§ **YOUR INSTRUCTIONS**: Below are some records. Copy every line in them that holds "quiz".
:: SUPPLIED RECORDS ::
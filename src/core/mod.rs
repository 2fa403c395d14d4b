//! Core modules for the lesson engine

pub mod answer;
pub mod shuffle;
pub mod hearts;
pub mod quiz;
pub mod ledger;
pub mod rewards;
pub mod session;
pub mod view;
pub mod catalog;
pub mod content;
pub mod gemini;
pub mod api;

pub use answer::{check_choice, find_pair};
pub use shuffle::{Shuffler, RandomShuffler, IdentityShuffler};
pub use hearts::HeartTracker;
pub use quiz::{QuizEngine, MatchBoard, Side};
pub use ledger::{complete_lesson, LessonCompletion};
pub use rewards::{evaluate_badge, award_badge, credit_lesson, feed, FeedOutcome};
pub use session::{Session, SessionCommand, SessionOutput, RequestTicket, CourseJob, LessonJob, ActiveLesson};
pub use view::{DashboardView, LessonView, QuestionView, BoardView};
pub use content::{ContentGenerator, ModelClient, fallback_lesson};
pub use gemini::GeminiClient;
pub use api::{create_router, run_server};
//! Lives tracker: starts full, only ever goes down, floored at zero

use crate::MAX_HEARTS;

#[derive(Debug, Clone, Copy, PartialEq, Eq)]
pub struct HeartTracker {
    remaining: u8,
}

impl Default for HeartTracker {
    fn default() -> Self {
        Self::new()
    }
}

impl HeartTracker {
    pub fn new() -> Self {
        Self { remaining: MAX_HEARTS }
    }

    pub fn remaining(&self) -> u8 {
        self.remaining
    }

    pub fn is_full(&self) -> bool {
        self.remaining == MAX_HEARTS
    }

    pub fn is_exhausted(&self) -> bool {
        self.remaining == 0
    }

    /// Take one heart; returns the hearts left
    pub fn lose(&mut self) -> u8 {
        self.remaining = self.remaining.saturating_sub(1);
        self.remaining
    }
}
:::
§ **SOLUTION TO THIS PROBLEM**:
pub mod quiz;
pub use quiz::{QuizEngine, MatchBoard, Side};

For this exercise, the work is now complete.